Wisconsin Progressives Forming Nonprofit Law Firm With Election, Redistricting On Horizon – Wisconsin Public Radio News

A coalition of progressive attorneys is forming a new nonprofit law firm in Wisconsin on the eve of the next election and months ahead of the next round of redistricting.

The group, called Law Forward, will be run by attorneys who've fought Republicans in court on issues ranging from redistricting to Wisconsin's 2018 lame-duck legislative session. It will be advised by a council that includes former Democratic U.S. Sen. Russ Feingold and former Democratic Lt. Gov. Barbara Lawton.

Broadly speaking, it could serve as a counterweight to the conservative Wisconsin Institute for Law and Liberty (WILL), a nonprofit law firm that's been a powerful ally of Republicans in the state's courtrooms for the past decade.

"I think that's an inevitable shorthand, but I think that we're more than just a reaction to WILL," said Jeff Mandell, the founder, president and lead counsel for Law Forward. "We are a reaction to a much broader conservative campaign that has been concerted over the last 10 or 15 years in Wisconsin to distort Wisconsin governance and to test out radical theories."

Mandell said Law Forward is designed to defend "ongoing attacks on the state's progressive tradition" and on the way government works in Wisconsin. He said the group will be funded by "organizations, individuals and foundations which share our goals," but declined to offer more specifics.
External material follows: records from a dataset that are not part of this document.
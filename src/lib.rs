//! Care Tracker Location Library
//!
//! Location tracking and synchronization core embedded by the mobile app.

pub mod auth;
pub mod commands;
pub mod config;
pub mod controller;
pub mod geo;
pub mod geocode;
pub mod logging;
pub mod permission;
pub mod position;
pub mod scheduler;
pub mod storage;
pub mod sync;
pub mod upload;

use std::sync::Arc;

use auth::SessionStore;
use config::TrackerConfig;
use controller::{Collaborators, SyncController};
use geocode::ProxyAddressResolver;
use permission::PermissionPlatform;
use position::{LocationProvider, PositionSource};
use scheduler::{BackgroundPlatform, BackgroundScheduler, HeadlessUploadTask};
use storage::KeyValueStore;
use sync::{ApiClient, ApiError};
use upload::HttpUploadClient;

/// Application state shared across commands
pub struct AppState {
    pub config: TrackerConfig,
    pub storage: Arc<KeyValueStore>,
    pub api: Arc<ApiClient>,
}

impl AppState {
    pub fn new(config: TrackerConfig, storage: KeyValueStore) -> Result<Self, ApiError> {
        let api = ApiClient::new(
            &config.api.base_url,
            config.api.upload_timeout(),
            config.api.geocode_timeout(),
        )?;

        Ok(Self {
            config,
            storage: Arc::new(storage),
            api: Arc::new(api),
        })
    }

    pub fn sessions(&self) -> Arc<dyn SessionStore> {
        self.storage.clone()
    }

    /// HTTP-backed collaborators around the host's platform bindings
    pub fn collaborators(
        &self,
        permissions: Arc<dyn PermissionPlatform>,
        positions: Arc<dyn LocationProvider>,
        background: Arc<dyn BackgroundPlatform>,
    ) -> Collaborators {
        Collaborators {
            permissions,
            positions,
            background,
            uploader: Arc::new(HttpUploadClient::new(self.api.clone(), self.sessions())),
            resolver: Arc::new(ProxyAddressResolver::new(self.api.clone())),
        }
    }

    /// Controller for a foreground screen
    pub fn controller(
        &self,
        permissions: Arc<dyn PermissionPlatform>,
        positions: Arc<dyn LocationProvider>,
        background: Arc<dyn BackgroundPlatform>,
    ) -> SyncController {
        SyncController::new(
            self.config.controller_options(),
            self.collaborators(permissions, positions, background),
        )
    }

    /// Scheduler for a wake delivered while no screen is mounted.
    ///
    /// Configures and starts it with a fetch-and-upload task.
    pub fn headless_scheduler(
        &self,
        positions: Arc<dyn LocationProvider>,
        background: Arc<dyn BackgroundPlatform>,
    ) -> Result<BackgroundScheduler, scheduler::SchedulerError> {
        let task = HeadlessUploadTask::new(
            PositionSource::new(positions),
            Arc::new(HttpUploadClient::new(self.api.clone(), self.sessions())),
            self.config.background.position.clone(),
        );

        let scheduler = BackgroundScheduler::new(background);
        scheduler.configure(&self.config.background.schedule, Arc::new(task), None)?;
        scheduler.start()?;
        Ok(scheduler)
    }
}
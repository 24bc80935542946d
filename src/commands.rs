//! Commands Module
//!
//! Host-facing calls. Results are flat, serializable records that the UI
//! layer renders directly; failures come back as `success: false` with an
//! error message instead of an `Err`.

use serde::Serialize;
use tracing::{debug, info, warn};

use crate::auth::SessionStore;
use crate::controller::SyncController;
use crate::geo::{format_timestamp, Coordinate};
use crate::geocode::{AddressResolver, ProxyAddressResolver};
use crate::AppState;

// Response types for the UI

#[derive(Debug, Serialize)]
pub struct SessionResponse {
    pub access_token: String,
    pub has_refresh_token: bool,
}

#[derive(Debug, Serialize)]
pub struct UploadResult {
    pub success: bool,
    pub latitude: Option<f64>,
    pub longitude: Option<f64>,
    pub error: Option<String>,
}

#[derive(Debug, Serialize)]
pub struct ElderLocationResult {
    pub success: bool,
    pub latitude: Option<f64>,
    pub longitude: Option<f64>,
    pub address: Option<String>,
    pub error: Option<String>,
}

#[derive(Debug, Serialize)]
pub struct LocationStatus {
    pub state: String,
    pub latitude: Option<f64>,
    pub longitude: Option<f64>,
    pub address: Option<String>,
    pub last_uploaded_at: Option<String>,
    pub uploading: bool,
    pub last_error: Option<String>,
}

// Commands

/// Get the session the login flow stored
pub fn get_stored_session(state: &AppState) -> Option<SessionResponse> {
    debug!("Getting stored session");

    state.storage.load_session().map(|session| SessionResponse {
        access_token: session.access_token,
        has_refresh_token: session.refresh_token.is_some(),
    })
}

/// Locate now and upload through the mounted controller
pub async fn upload_current_location(controller: &SyncController) -> UploadResult {
    match controller.upload_now().await {
        Ok(coordinate) => {
            info!(%coordinate, "Manual location upload queued");
            UploadResult {
                success: true,
                latitude: Some(coordinate.latitude),
                longitude: Some(coordinate.longitude),
                error: None,
            }
        }
        Err(e) => {
            warn!("Manual location upload failed: {}", e);
            UploadResult {
                success: false,
                latitude: None,
                longitude: None,
                error: Some(e.to_string()),
            }
        }
    }
}

/// Latest known position of an elder plus its address, for the family view
pub async fn fetch_elder_location(state: &AppState, elder_id: &str) -> ElderLocationResult {
    let Some(token) = state.storage.access_token() else {
        return ElderLocationResult::failure("Not signed in");
    };

    let coordinate: Coordinate = match state.api.latest_location(&token, elder_id).await {
        Ok(coordinate) => coordinate,
        Err(e) => {
            warn!(elder_id, "Failed to fetch elder location: {}", e);
            return ElderLocationResult::failure(&e.to_string());
        }
    };

    let resolver = ProxyAddressResolver::new(state.api.clone());
    let address = resolver.resolve(coordinate, &state.config.api.language).await;

    ElderLocationResult {
        success: true,
        latitude: Some(coordinate.latitude),
        longitude: Some(coordinate.longitude),
        address: Some(address),
        error: None,
    }
}

/// Render the controller's current view
pub fn location_status(controller: &SyncController) -> LocationStatus {
    let view = controller.snapshot();

    LocationStatus {
        state: controller.state().to_string(),
        latitude: view.coordinate().map(|c| c.latitude),
        longitude: view.coordinate().map(|c| c.longitude),
        address: view.address().map(str::to_string),
        last_uploaded_at: view.last_uploaded_at.as_ref().map(format_timestamp),
        uploading: view.uploads_in_flight > 0,
        last_error: view.last_upload_error,
    }
}

impl ElderLocationResult {
    fn failure(error: &str) -> Self {
        Self {
            success: false,
            latitude: None,
            longitude: None,
            address: None,
            error: Some(error.to_string()),
        }
    }
}
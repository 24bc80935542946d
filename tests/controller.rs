mod common;

use std::sync::atomic::Ordering;
use std::sync::Arc;

use tokio::sync::Semaphore;

use care_tracker_lib::commands;
use care_tracker_lib::controller::{ControllerOptions, ControllerState, SampleOrigin, SyncError};
use care_tracker_lib::geo::Coordinate;
use care_tracker_lib::geocode::ADDRESS_UNAVAILABLE;
use care_tracker_lib::position::{PositionError, PositionOptions, PositionSource};
use care_tracker_lib::scheduler::{BackgroundOptions, BackgroundScheduler, HeadlessUploadTask, TaskId};

use common::*;

#[tokio::test]
async fn granted_one_shot_uploads_and_resolves_once() {
    let mut harness = Harness::new();
    harness.resolver = Arc::new(SpyResolver::failing());
    let here = Coordinate::new(25.03, 121.56);
    harness.location.queue_one_shot(Ok(here));

    let controller = harness.controller(ControllerOptions::default());
    controller.mount().await.unwrap();
    assert_eq!(controller.state(), ControllerState::Active);

    eventually("upload and address", || {
        !harness.uploader.calls().is_empty() && controller.snapshot().address().is_some()
    })
    .await;

    assert_eq!(harness.uploader.calls(), vec![here]);
    assert_eq!(harness.resolver.calls(), vec![(here, "zh-TW".to_string())]);

    let view = controller.snapshot();
    assert_eq!(view.coordinate(), Some(here));
    assert_eq!(view.address(), Some(ADDRESS_UNAVAILABLE));
    assert_eq!(view.origin, Some(SampleOrigin::OneShot));

    assert_eq!(harness.location.live_subscriptions(), 1);
    assert_eq!(harness.background.starts.load(Ordering::SeqCst), 1);
    assert_eq!(
        harness.background.configured.lock().unwrap().as_ref().map(|o| o.interval_minutes),
        Some(15)
    );
}

#[tokio::test]
async fn fine_permission_denied_starts_nothing() {
    let mut harness = Harness::new();
    harness.permissions = Arc::new(MockPermissions::new(false, true, true));
    harness.location.queue_one_shot(Ok(Coordinate::new(25.03, 121.56)));

    let controller = harness.controller(ControllerOptions::default());
    let result = controller.mount().await;

    assert!(matches!(result, Err(SyncError::PermissionDenied)));
    assert_eq!(controller.state(), ControllerState::TornDown);

    settle().await;
    assert_eq!(harness.location.watch_starts.load(Ordering::SeqCst), 0);
    assert_eq!(harness.location.one_shot_calls.load(Ordering::SeqCst), 0);
    assert_eq!(harness.background.starts.load(Ordering::SeqCst), 0);
    assert!(harness.uploader.calls().is_empty());
}

#[tokio::test]
async fn every_watch_fix_is_uploaded() {
    let harness = Harness::new();
    let controller = harness.controller(options_with_filter(0.0));
    controller.mount().await.unwrap();

    let start = Coordinate::new(25.03, 121.56);
    let fixes: Vec<Coordinate> = (0..5).map(|i| north_of(start, 100.0 * i as f64)).collect();
    for fix in &fixes {
        assert_eq!(harness.location.push(Ok(*fix)), 1);
    }

    eventually("five uploads", || harness.uploader.calls().len() == 5).await;
    settle().await;

    assert_eq!(harness.uploader.calls(), fixes);
    assert_eq!(controller.snapshot().coordinate(), fixes.last().copied());
}

#[tokio::test(flavor = "multi_thread", worker_threads = 4)]
async fn uploads_keep_fix_order_on_multi_thread_runtime() {
    for _ in 0..10 {
        let harness = Harness::new();
        let controller = harness.controller(options_with_filter(0.0));
        controller.mount().await.unwrap();

        let start = Coordinate::new(25.03, 121.56);
        let fixes: Vec<Coordinate> = (1..=40).map(|i| north_of(start, 10.0 * i as f64)).collect();
        for fix in &fixes {
            harness.location.push(Ok(*fix));
        }

        eventually("forty uploads", || harness.uploader.calls().len() == 40).await;
        assert_eq!(harness.uploader.calls(), fixes);
        eventually("queue drained", || controller.snapshot().uploads_in_flight == 0).await;
        assert_eq!(controller.snapshot().upload_seq, 40);
    }
}

#[tokio::test]
async fn newer_successful_upload_clears_older_failure() {
    let here = Coordinate::new(25.03, 121.56);
    let mut harness = Harness::new();
    harness.uploader = Arc::new(SpyUploader::failing_for(here));

    let controller = harness.controller(options_with_filter(0.0));
    controller.mount().await.unwrap();

    harness.location.push(Ok(here));
    eventually("failure recorded", || controller.snapshot().last_upload_error.is_some()).await;

    harness.location.push(Ok(north_of(here, 100.0)));
    eventually("both uploads settled", || {
        let view = controller.snapshot();
        view.uploads_in_flight == 0 && view.upload_seq == 2
    })
    .await;

    let view = controller.snapshot();
    assert!(view.last_upload_error.is_none());
    assert!(view.last_uploaded_at.is_some());
}

#[tokio::test]
async fn refusing_background_grant_keeps_foreground_tracking() {
    let mut harness = Harness::new();
    harness.permissions = Arc::new(MockPermissions::new(true, true, false));

    let controller = harness.controller(ControllerOptions::default());
    controller.mount().await.unwrap();

    assert_eq!(controller.state(), ControllerState::Active);
    assert_eq!(harness.permissions.requests.load(Ordering::SeqCst), 2);
    assert_eq!(harness.location.live_subscriptions(), 1);
}

#[tokio::test]
async fn required_background_grant_is_enforced() {
    let mut harness = Harness::new();
    harness.permissions = Arc::new(MockPermissions::new(true, true, false));

    let mut options = ControllerOptions::default();
    options.require_background = true;
    let controller = harness.controller(options);

    assert!(matches!(controller.mount().await, Err(SyncError::PermissionDenied)));
    assert_eq!(harness.permissions.requests.load(Ordering::SeqCst), 3);
}

#[tokio::test]
async fn sub_threshold_movement_is_not_uploaded() {
    let harness = Harness::new();
    let controller = harness.controller(options_with_filter(3.0));
    controller.mount().await.unwrap();

    let start = Coordinate::new(25.03, 121.56);
    harness.location.push(Ok(start));
    harness.location.push(Ok(north_of(start, 2.0)));
    harness.location.push(Ok(north_of(start, 4.0)));

    eventually("two uploads", || harness.uploader.calls().len() == 2).await;
    settle().await;

    assert_eq!(harness.uploader.calls(), vec![start, north_of(start, 4.0)]);
}

#[tokio::test]
async fn watch_errors_produce_no_sample() {
    let harness = Harness::new();
    let controller = harness.controller(ControllerOptions::default());
    controller.mount().await.unwrap();

    harness.location.push(Err(PositionError::Timeout));
    settle().await;

    assert!(harness.uploader.calls().is_empty());
    assert_eq!(controller.state(), ControllerState::Active);
}

#[tokio::test]
async fn nothing_changes_after_teardown() {
    let gate = Arc::new(Semaphore::new(0));
    let mut harness = Harness::new();
    harness.uploader = Arc::new(SpyUploader::held(gate.clone()));

    let controller = harness.controller(ControllerOptions::default());
    controller.mount().await.unwrap();

    let here = Coordinate::new(25.03, 121.56);
    harness.location.push(Ok(here));
    eventually("upload in flight", || harness.uploader.calls().len() == 1).await;
    eventually("address applied", || controller.snapshot().address().is_some()).await;

    controller.unmount();
    let frozen = controller.snapshot();
    assert_eq!(frozen.uploads_in_flight, 1);

    // Late completions and late producers
    gate.add_permits(10);
    assert_eq!(harness.location.push(Ok(north_of(here, 500.0))), 0);
    controller.scheduler().wake(TaskId::from("late-wake")).await;
    settle().await;

    assert_eq!(controller.snapshot(), frozen);
    assert_eq!(controller.state(), ControllerState::TornDown);
    assert_eq!(harness.uploader.calls().len(), 1);
    assert_eq!(harness.location.live_subscriptions(), 0);
    assert_eq!(harness.background.stops.load(Ordering::SeqCst), 1);
    assert_eq!(harness.background.finished(), vec![TaskId::from("late-wake")]);

    controller.unmount();
    assert_eq!(harness.background.stops.load(Ordering::SeqCst), 1);
}

#[tokio::test]
async fn unmount_during_permission_prompt_starts_nothing() {
    let gate = Arc::new(Semaphore::new(0));
    let mut harness = Harness::new();
    harness.permissions = Arc::new(MockPermissions::held(gate.clone()));

    let controller = Arc::new(harness.controller(ControllerOptions::default()));
    let mounting = tokio::spawn({
        let controller = controller.clone();
        async move { controller.mount().await }
    });

    eventually("prompt shown", || harness.permissions.requests.load(Ordering::SeqCst) == 1).await;
    assert_eq!(controller.state(), ControllerState::PermissionPending);

    controller.unmount();
    gate.add_permits(3);

    let result = mounting.await.unwrap();
    assert!(matches!(result, Err(SyncError::TornDown)));
    assert_eq!(harness.location.watch_starts.load(Ordering::SeqCst), 0);
    assert_eq!(harness.background.starts.load(Ordering::SeqCst), 0);
}

#[tokio::test]
async fn mount_is_not_reentrant() {
    let harness = Harness::new();
    let controller = harness.controller(ControllerOptions::default());
    controller.mount().await.unwrap();

    let again = controller.mount().await;
    assert!(matches!(
        again,
        Err(SyncError::InvalidTransition { from: ControllerState::Active, .. })
    ));
    assert_eq!(harness.location.watch_starts.load(Ordering::SeqCst), 1);
    assert_eq!(harness.background.starts.load(Ordering::SeqCst), 1);

    controller.unmount();
    assert!(controller.mount().await.is_err());
}

#[tokio::test]
async fn background_fetch_error_still_finishes_wake() {
    let harness = Harness::new();
    let controller = harness.controller(ControllerOptions::default());
    controller.mount().await.unwrap();
    settle().await;

    controller.scheduler().wake(TaskId::from("bg-1")).await;

    assert_eq!(harness.background.finished(), vec![TaskId::from("bg-1")]);
    assert!(harness.uploader.calls().is_empty());
    assert_eq!(controller.state(), ControllerState::Active);
}

#[tokio::test]
async fn background_fix_goes_through_the_same_pipeline() {
    let harness = Harness::new();
    let controller = harness.controller(ControllerOptions::default());
    controller.mount().await.unwrap();
    settle().await;

    let here = Coordinate::new(24.99, 121.30);
    harness.location.queue_one_shot(Ok(here));
    controller.scheduler().wake(TaskId::from("bg-2")).await;

    eventually("background upload", || harness.uploader.calls() == vec![here]).await;
    assert_eq!(harness.background.finished(), vec![TaskId::from("bg-2")]);
    assert_eq!(controller.snapshot().origin, Some(SampleOrigin::Background));
}

#[tokio::test]
async fn manual_upload_requires_active_controller() {
    let harness = Harness::new();
    let controller = harness.controller(ControllerOptions::default());

    assert!(matches!(
        controller.upload_now().await,
        Err(SyncError::InvalidTransition { from: ControllerState::Idle, .. })
    ));

    controller.mount().await.unwrap();
    settle().await;

    let here = Coordinate::new(25.05, 121.52);
    harness.location.queue_one_shot(Ok(here));
    assert_eq!(controller.upload_now().await.unwrap(), here);

    eventually("manual upload", || harness.uploader.calls() == vec![here]).await;
    eventually("uploaded timestamp", || controller.snapshot().last_uploaded_at.is_some()).await;
    assert_eq!(controller.snapshot().origin, Some(SampleOrigin::Manual));
}

#[tokio::test]
async fn view_subscribers_are_notified() {
    let harness = Harness::new();
    let controller = harness.controller(ControllerOptions::default());
    let mut rx = controller.subscribe();
    controller.mount().await.unwrap();

    harness.location.push(Ok(Coordinate::new(25.03, 121.56)));

    tokio::time::timeout(std::time::Duration::from_secs(2), rx.changed())
        .await
        .unwrap()
        .unwrap();
    assert!(rx.borrow().revision > 0);
}

#[tokio::test]
async fn dropping_the_controller_tears_down() {
    let harness = Harness::new();
    let controller = harness.controller(ControllerOptions::default());
    controller.mount().await.unwrap();
    assert_eq!(harness.location.live_subscriptions(), 1);

    drop(controller);

    assert_eq!(harness.location.live_subscriptions(), 0);
    assert_eq!(harness.background.stops.load(Ordering::SeqCst), 1);
}

#[tokio::test]
async fn location_status_reflects_samples() {
    let harness = Harness::new();
    let controller = harness.controller(ControllerOptions::default());

    let idle = commands::location_status(&controller);
    assert_eq!(idle.state, "idle");
    assert!(idle.latitude.is_none());
    assert!(idle.last_uploaded_at.is_none());
    assert!(!idle.uploading);

    controller.mount().await.unwrap();
    let here = Coordinate::new(25.03, 121.56);
    harness.location.push(Ok(here));
    eventually("upload and address", || {
        let view = controller.snapshot();
        view.last_uploaded_at.is_some() && view.address().is_some()
    })
    .await;

    let status = commands::location_status(&controller);
    assert_eq!(status.state, "active");
    assert_eq!(status.latitude, Some(here.latitude));
    assert_eq!(status.longitude, Some(here.longitude));
    assert_eq!(status.address.as_deref(), Some("No. 7, Xinyi Rd"));
    assert_eq!(status.last_uploaded_at.map(|t| t.len()), Some("YYYY-MM-DD HH:MM:SS".len()));
    assert!(!status.uploading);
    assert!(status.last_error.is_none());
}

#[tokio::test]
async fn upload_current_location_command() {
    let harness = Harness::new();
    let controller = harness.controller(ControllerOptions::default());

    let refused = commands::upload_current_location(&controller).await;
    assert!(!refused.success);
    assert!(refused.error.is_some());
    assert!(refused.latitude.is_none());

    controller.mount().await.unwrap();
    settle().await;

    let here = Coordinate::new(25.05, 121.52);
    harness.location.queue_one_shot(Ok(here));
    let result = commands::upload_current_location(&controller).await;

    assert!(result.success, "{:?}", result.error);
    assert_eq!(result.latitude, Some(here.latitude));
    eventually("manual upload", || harness.uploader.calls() == vec![here]).await;
}

#[tokio::test]
async fn headless_wake_uploads_fix_and_finishes() {
    let harness = Harness::new();
    let scheduler = headless_scheduler(&harness);

    let here = Coordinate::new(24.99, 121.30);
    harness.location.queue_one_shot(Ok(here));
    scheduler.wake(TaskId::from("headless-1")).await;

    assert_eq!(harness.uploader.calls(), vec![here]);
    assert_eq!(harness.background.finished(), vec![TaskId::from("headless-1")]);
}

#[tokio::test]
async fn headless_wake_without_fix_finishes_once() {
    let harness = Harness::new();
    let scheduler = headless_scheduler(&harness);

    scheduler.wake(TaskId::from("headless-2")).await;
    scheduler.expire(&TaskId::from("headless-2"));

    assert!(harness.uploader.calls().is_empty());
    assert_eq!(harness.background.finished(), vec![TaskId::from("headless-2")]);
}

fn headless_scheduler(harness: &Harness) -> BackgroundScheduler {
    let task = HeadlessUploadTask::new(
        PositionSource::new(harness.location.clone()),
        harness.uploader.clone(),
        PositionOptions::one_shot(),
    );
    let scheduler = BackgroundScheduler::new(harness.background.clone());
    scheduler.configure(&BackgroundOptions::default(), Arc::new(task), None).unwrap();
    scheduler.start().unwrap();
    scheduler
}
Mandell was the lead attorney in the first case that challenged laws Republicans passed during the waning days of Gov. Scott Walker's administration that limited the power of Democratic Gov. Tony Evers and Democratic Attorney General Josh Kaul. He also served as special counsel to Evers ahead of Wisconsin's April election, and more recently, successfully fought efforts by Kanye West and the Green Party to get on Wisconsin's presidential ballot.

Law Forward's litigation director will be Doug Poland, who has represented Democrats in multiple redistricting lawsuits, including one that made it all the way to the U.S. Supreme Court in 2017. He was also involved in a lawsuit that successfully extended deadlines for absentee ballots in the April election and another that sought to do the same in November.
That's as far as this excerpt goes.